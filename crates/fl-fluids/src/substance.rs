//! Liquid and gas substance models.

use std::sync::Arc;

use crate::error::{FluidError, FluidResult};
use fl_core::units::{Density, DynVisc, GasConstant, Pressure, Temperature, kgpm3};

/// Shared handle to a substance; nodes and tanks refer to substances, never own them.
pub type SubstanceRef = Arc<Substance>;

fn check_positive(v: f64, what: &'static str) -> FluidResult<()> {
    if !v.is_finite() || v <= 0.0 {
        return Err(FluidError::NonPhysical { what });
    }
    Ok(())
}

/// Incompressible liquid.
#[derive(Debug, Clone, PartialEq)]
pub struct Liquid {
    name: String,
    density: Density,
    viscosity: DynVisc,
}

impl Liquid {
    pub fn new(name: impl Into<String>, density: Density, viscosity: DynVisc) -> FluidResult<Self> {
        check_positive(density.value, "liquid density must be positive and finite")?;
        check_positive(viscosity.value, "liquid viscosity must be positive and finite")?;
        Ok(Self {
            name: name.into(),
            density,
            viscosity,
        })
    }

    pub fn name(&self) -> &str {
        &self.name
    }

    pub fn density(&self) -> Density {
        self.density
    }

    pub fn viscosity(&self) -> DynVisc {
        self.viscosity
    }
}

/// Ideal gas described by its specific gas constant.
#[derive(Debug, Clone, PartialEq)]
pub struct Gas {
    name: String,
    gas_constant: GasConstant,
    viscosity: DynVisc,
}

impl Gas {
    pub fn new(
        name: impl Into<String>,
        gas_constant: GasConstant,
        viscosity: DynVisc,
    ) -> FluidResult<Self> {
        check_positive(gas_constant.value, "gas constant must be positive and finite")?;
        check_positive(viscosity.value, "gas viscosity must be positive and finite")?;
        Ok(Self {
            name: name.into(),
            gas_constant,
            viscosity,
        })
    }

    pub fn name(&self) -> &str {
        &self.name
    }

    pub fn gas_constant(&self) -> GasConstant {
        self.gas_constant
    }

    pub fn viscosity(&self) -> DynVisc {
        self.viscosity
    }

    /// Ideal-gas density ρ = P / (R·T).
    pub fn density(&self, p: Pressure, t: Temperature) -> FluidResult<Density> {
        check_positive(p.value, "pressure must be positive and finite")?;
        check_positive(t.value, "temperature must be positive and finite")?;
        Ok(kgpm3(p.value / (self.gas_constant.value * t.value)))
    }
}

/// Working substance at a point of the chain.
#[derive(Debug, Clone, PartialEq)]
pub enum Substance {
    Liquid(Liquid),
    Gas(Gas),
}

impl Substance {
    pub fn name(&self) -> &str {
        match self {
            Substance::Liquid(l) => l.name(),
            Substance::Gas(g) => g.name(),
        }
    }

    pub fn viscosity(&self) -> DynVisc {
        match self {
            Substance::Liquid(l) => l.viscosity(),
            Substance::Gas(g) => g.viscosity(),
        }
    }

    /// Density at the given local state. Liquids ignore pressure and temperature.
    pub fn density(&self, p: Pressure, t: Temperature) -> FluidResult<Density> {
        match self {
            Substance::Liquid(l) => Ok(l.density()),
            Substance::Gas(g) => g.density(p, t),
        }
    }

    pub fn is_liquid(&self) -> bool {
        matches!(self, Substance::Liquid(_))
    }

    pub fn as_liquid(&self) -> Option<&Liquid> {
        match self {
            Substance::Liquid(l) => Some(l),
            Substance::Gas(_) => None,
        }
    }

    pub fn as_gas(&self) -> Option<&Gas> {
        match self {
            Substance::Gas(g) => Some(g),
            Substance::Liquid(_) => None,
        }
    }

    /// Phase label for diagnostics.
    pub fn phase(&self) -> &'static str {
        match self {
            Substance::Liquid(_) => "liquid",
            Substance::Gas(_) => "gas",
        }
    }
}

impl From<Liquid> for Substance {
    fn from(l: Liquid) -> Self {
        Substance::Liquid(l)
    }
}

impl From<Gas> for Substance {
    fn from(g: Gas) -> Self {
        Substance::Gas(g)
    }
}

**Action item**
Write out the complete listing above, exactly as it reads.

**Solution for this task**
filename crates/fl-fluids/src/substance.rs
//! Liquid and gas substance models.

use std::sync::Arc;

use crate::error::{FluidError, FluidResult};
use fl_core::units::{Density, DynVisc, GasConstant, Pressure, Temperature, kgpm3};

/// Shared handle to a substance; nodes and tanks refer to substances, never own them.
pub type SubstanceRef = Arc<Substance>;

fn check_positive(v: f64, what: &'static str) -> FluidResult<()> {
    if !v.is_finite() || v <= 0.0 {
        return Err(FluidError::NonPhysical { what });
    }
    Ok(())
}

/// Incompressible liquid.
#[derive(Debug, Clone, PartialEq)]
pub struct Liquid {
    name: String,
    density: Density,
    viscosity: DynVisc,
}

impl Liquid {
    pub fn new(name: impl Into<String>, density: Density, viscosity: DynVisc) -> FluidResult<Self> {
        check_positive(density.value, "liquid density must be positive and finite")?;
        check_positive(viscosity.value, "liquid viscosity must be positive and finite")?;
        Ok(Self {
            name: name.into(),
            density,
            viscosity,
        })
    }

    pub fn name(&self) -> &str {
        &self.name
    }

    pub fn density(&self) -> Density {
        self.density
    }

    pub fn viscosity(&self) -> DynVisc {
        self.viscosity
    }
}

/// Ideal gas described by its specific gas constant.
#[derive(Debug, Clone, PartialEq)]
pub struct Gas {
    name: String,
    gas_constant: GasConstant,
    viscosity: DynVisc,
}

impl Gas {
    pub fn new(
        name: impl Into<String>,
        gas_constant: GasConstant,
        viscosity: DynVisc,
    ) -> FluidResult<Self> {
        check_positive(gas_constant.value, "gas constant must be positive and finite")?;
        check_positive(viscosity.value, "gas viscosity must be positive and finite")?;
        Ok(Self {
            name: name.into(),
            gas_constant,
            viscosity,
        })
    }

    pub fn name(&self) -> &str {
        &self.name
    }

    pub fn gas_constant(&self) -> GasConstant {
        self.gas_constant
    }

    pub fn viscosity(&self) -> DynVisc {
        self.viscosity
    }

    /// Ideal-gas density ρ = P / (R·T).
    pub fn density(&self, p: Pressure, t: Temperature) -> FluidResult<Density> {
        check_positive(p.value, "pressure must be positive and finite")?;
        check_positive(t.value, "temperature must be positive and finite")?;
        Ok(kgpm3(p.value / (self.gas_constant.value * t.value)))
    }
}

/// Working substance at a point of the chain.
#[derive(Debug, Clone, PartialEq)]
pub enum Substance {
    Liquid(Liquid),
    Gas(Gas),
}

impl Substance {
    pub fn name(&self) -> &str {
        match self {
            Substance::Liquid(l) => l.name(),
            Substance::Gas(g) => g.name(),
        }
    }

    pub fn viscosity(&self) -> DynVisc {
        match self {
            Substance::Liquid(l) => l.viscosity(),
            Substance::Gas(g) => g.viscosity(),
        }
    }

    /// Density at the given local state. Liquids ignore pressure and temperature.
    pub fn density(&self, p: Pressure, t: Temperature) -> FluidResult<Density> {
        match self {
            Substance::Liquid(l) => Ok(l.density()),
            Substance::Gas(g) => g.density(p, t),
        }
    }

    pub fn is_liquid(&self) -> bool {
        matches!(self, Substance::Liquid(_))
    }

    pub fn as_liquid(&self) -> Option<&Liquid> {
        match self {
            Substance::Liquid(l) => Some(l),
            Substance::Gas(_) => None,
        }
    }

    pub fn as_gas(&self) -> Option<&Gas> {
        match self {
            Substance::Gas(g) => Some(g),
            Substance::Liquid(_) => None,
        }
    }

    /// Phase label for diagnostics.
    pub fn phase(&self) -> &'static str {
        match self {
            Substance::Liquid(_) => "liquid",
            Substance::Gas(_) => "gas",
        }
    }
}

impl From<Liquid> for Substance {
    fn from(l: Liquid) -> Self {
        Substance::Liquid(l)
    }
}

impl From<Gas> for Substance {
    fn from(g: Gas) -> Self {
        Substance::Gas(g)
    }
}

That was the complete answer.